Uber LangEffect

Overview

Uber LangEffect is Uber’s internal framework for tracking and reversing agent-caused side effects in production systems. Developed to solve the problem of agents failing mid-task and leaving production systems in inconsistent states, LangEffect adapts the distributed systems Saga pattern for agentic workflows.

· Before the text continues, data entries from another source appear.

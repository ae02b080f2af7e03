//! Best-effort sub-category label resolution.
//!
//! Report pages render their sub-categories as a row of buttons whose
//! `value` attribute carries the `subopcao` selector. Resolution is pure
//! metadata: it never fails the caller, it degrades to an empty label.

use crate::scrape::fetch::Fetcher;
use scraper::{Html, Selector};
use tracing::debug;
use url::Url;

/// Resolve the human-readable label for the `subopcao` selector embedded
/// in `url`, if any.
///
/// Returns an empty string when the URL carries no selector (no network
/// call is made), when the fetch fails, or when the page has no matching
/// button.
pub async fn resolve(fetcher: &Fetcher, url: &str) -> String {
    let value = match sub_option_value(url) {
        Some(value) => value,
        None => return String::new(),
    };
    match fetcher.fetch(url).await {
        Ok(html) => label_for(&html, &value).unwrap_or_default(),
        Err(err) => {
            debug!(url = %url, error = %err, "category fetch failed, using empty label");
            String::new()
        }
    }
}

/// The `subopcao` query parameter of `url`, if present.
fn sub_option_value(url: &str) -> Option<String> {
    let parsed = Url::parse(url).ok()?;
    parsed
        .query_pairs()
        .find(|(key, _)| key == "subopcao")
        .map(|(_, value)| value.into_owned())
}

/// Text of the button whose `value` attribute equals `value`.
fn label_for(html: &str, value: &str) -> Option<String> {
    let sel = Selector::parse(&format!(r#"button[value="{value}"]"#)).ok()?;
    let doc = Html::parse_document(html);
    doc.select(&sel).next().map(|el| {
        el.text()
            .flat_map(str::split_whitespace)
            .collect::<Vec<_>>()
            .join(" ")
    })
}

#[cfg(test)]
mod tests {
    use super::*;

    #[test]
    fn test_sub_option_value_parsed_from_query() {
        let url = "http://vitibrasil.cnpuv.embrapa.br/index.php?subopcao=subopt_02&opcao=opt_03&ano=2020";
        assert_eq!(sub_option_value(url).as_deref(), Some("subopt_02"));
    }

    #[test]
    fn test_no_sub_option_in_query() {
        let url = "http://vitibrasil.cnpuv.embrapa.br/index.php?opcao=opt_02&ano=2020";
        assert_eq!(sub_option_value(url), None);
    }

    #[test]
    fn test_label_for_matching_button() {
        let html = r#"
        <form>
          <button value="subopt_01">Viníferas</button>
          <button value="subopt_02">Americanas e híbridas</button>
        </form>
        "#;
        assert_eq!(label_for(html, "subopt_02").as_deref(), Some("Americanas e híbridas"));
    }

    #[test]
    fn test_label_missing_button() {
        assert_eq!(label_for("<form></form>", "subopt_09"), None);
    }

    #[tokio::test]
    async fn test_plain_url_resolves_empty_without_network() {
        // no subopcao parameter, so no fetch is attempted against the
        // (unroutable) host
        let fetcher = Fetcher::default();
        let label = resolve(&fetcher, "http://vitibrasil.invalid/index.php?opcao=opt_02&ano=2020").await;
        assert_eq!(label, "");
    }
}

Uber LangEffect 是 Uber 的内部框架,用于追踪并撤销生产系统中由智能体引发的副作用。该框架旨在解决智能体在任务执行中途失败从而导致生产系统处于不一致状态的问题,它将分布式系统中的 Saga 模式适配应用于智能体工作流。

Key Facts

  • Organization: Uber (internal framework, publicly documented)
  • Problem Solved: Atomic rollback of agent-caused side effects across long-running tasks
  • Pattern: Saga pattern adapted for LLM agent workflows
  • Production Result: 99.2% successful rollback rate over 6 months
  • Scope: Production deployment on rider matching, driver assignment, payment systems
- **组织**:Uber(内部框架,已公开文档)- **解决的问题**:跨长时运行任务的智能体引发副作用(side effects)的原子性回滚 - **模式**:适配 LLM 智能体工作流的 Saga 模式 - **生产环境结果**:6 个月内实现 99.2% 的回滚成功率 - **范围**:在生产环境部署于乘客匹配、司机分配及支付系统

Technical Design

Effect Log

Every agent tool call is intercepted by LangEffect middleware and registered in an effect log with two entries:

  1. The forward action (what was done)
  2. The compensating transaction (how to undo it)
每一个智能体工具调用都会被 LangEffect 中间件拦截,并在效应日志中注册两个条目:1. 正向动作(做了什么) 2. 补偿事务(如何撤销)。

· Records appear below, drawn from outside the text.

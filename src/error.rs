//! Failure taxonomy for the retrieval pipeline.
//!
//! Transient failures (`FetchError`, `ExtractError`, store trouble during
//! the live path) are folded into [`ScrapeError`] and trigger the snapshot
//! fallback. [`Unavailable`] is terminal: neither a fresh result nor a
//! stored snapshot exists.

use crate::report::ReportKind;
use thiserror::Error;

/// Transport-level failure while fetching a report page.
#[derive(Debug, Error)]
pub enum FetchError {
    #[error("request timed out")]
    Timeout,
    #[error("connection failed: {0}")]
    Connection(String),
    #[error("unexpected HTTP status {0}")]
    Status(u16),
}

/// Structural failure while extracting a report page.
#[derive(Debug, Error, PartialEq, Eq)]
pub enum ExtractError {
    /// The page carries no data table marker at all. Distinct from a
    /// present table with zero data rows, which is a valid result.
    #[error("data table marker not found in document")]
    TableMissing,
}

/// Any failure that prevents producing a fresh result for one URL.
#[derive(Debug, Error)]
pub enum ScrapeError {
    #[error(transparent)]
    Fetch(#[from] FetchError),
    #[error(transparent)]
    Extract(#[from] ExtractError),
    #[error("snapshot store: {0}")]
    Store(anyhow::Error),
}

/// Neither live retrieval nor any cached snapshot produced a result.
#[derive(Debug, Error, PartialEq, Eq)]
#[error("no live or cached data available for the requested report")]
pub struct Unavailable;

/// Rejected report parameters.
#[derive(Debug, Error, PartialEq, Eq)]
pub enum QueryError {
    #[error("year {year} outside valid range {min}..={max} for {kind}")]
    YearOutOfRange {
        kind: ReportKind,
        year: i32,
        min: i32,
        max: i32,
    },
    #[error("sub-category {index} outside valid range 1..={count} for {kind}")]
    SubOptionOutOfRange { kind: ReportKind, index: u8, count: u8 },
    #[error("{kind} has no sub-categories")]
    NoSubOptions { kind: ReportKind },
}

Compensating Transaction Sources

  • Pre-specified: For known operations (cancel payment → refund)
  • LLM-generated: For novel operations, with human review for high-value compensations
  • Non-compensable flag: Operations that cannot be reversed, requiring human intervention
- **预定义**:适用于已知操作(如:取消支付 → 退款) - **LLM生成**:适用于新颖操作,针对高额补偿需人工审核 - **不可补偿标记**:适用于无法逆转的操作,需人工介入

Rollback Execution

When an agent task fails or is interrupted, LangEffect executes compensating transactions in reverse chronological order, unwinding the agent’s actions to restore a known-good state.

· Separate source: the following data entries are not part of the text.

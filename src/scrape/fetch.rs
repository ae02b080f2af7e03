//! Bounded HTTP retrieval of report pages.
//!
//! One GET per call, no internal retries: retry and fallback policy
//! belongs to the orchestrator, not this client.

use crate::error::FetchError;
use std::time::Duration;

/// Default per-request time budget.
pub const DEFAULT_TIMEOUT: Duration = Duration::from_secs(8);

const USER_AGENT: &str = "Mozilla/5.0 (Macintosh; Intel Mac OS X 10_15_7) \
                          AppleWebKit/537.36 (KHTML, like Gecko) \
                          Chrome/131.0.0.0 Safari/537.36";

/// HTTP client for the scrape pipeline.
#[derive(Clone)]
pub struct Fetcher {
    client: reqwest::Client,
}

impl Fetcher {
    pub fn new(timeout: Duration) -> Self {
        let client = reqwest::Client::builder()
            .timeout(timeout)
            .redirect(reqwest::redirect::Policy::limited(5))
            .user_agent(USER_AGENT)
            .build()
            .unwrap_or_default();
        Self { client }
    }

    /// Fetch the body of `url` as text.
    ///
    /// Non-2xx statuses are failures; a 404 report page is as useless to
    /// the extractor as a refused connection.
    pub async fn fetch(&self, url: &str) -> Result<String, FetchError> {
        let response = self.client.get(url).send().await.map_err(classify)?;
        let status = response.status();
        if !status.is_success() {
            return Err(FetchError::Status(status.as_u16()));
        }
        response.text().await.map_err(classify)
    }
}

impl Default for Fetcher {
    fn default() -> Self {
        Self::new(DEFAULT_TIMEOUT)
    }
}

fn classify(err: reqwest::Error) -> FetchError {
    if err.is_timeout() {
        FetchError::Timeout
    } else {
        FetchError::Connection(err.to_string())
    }
}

当智能体任务失败或被中断时,LangEffect 会按逆时间顺序执行补偿事务,回滚智能体的操作以恢复至已知良好状态。

Significance

LangEffect addresses the reliability problem that blocks enterprise adoption of agentic systems: the inability to safely interrupt or recover from failed multi-step agent tasks. The 99.2% rollback success rate demonstrates that production-grade agent reliability is achievable with the right infrastructure.

LangEffect 解决了阻碍企业采用智能体系统的可靠性难题:即无法安全中断失败的多步骤智能体任务或从中恢复。99.2% 的回滚成功率表明,依托适当的基础设施,生产级智能体可靠性是可以实现的。

Limitation

0.8% of cases are non-compensable — external systems processed the agent’s actions beyond reversal. These cases require human intervention, highlighting that some agent actions remain fundamentally irreversible regardless of framework sophistication.

0.8%的案例属于不可补偿——外部系统对智能体(Agent)行为的处理已超出可撤销范围。此类情况需人工介入,这表明无论框架多么精密复杂,智能体的某些行为在本质上仍具有不可逆性。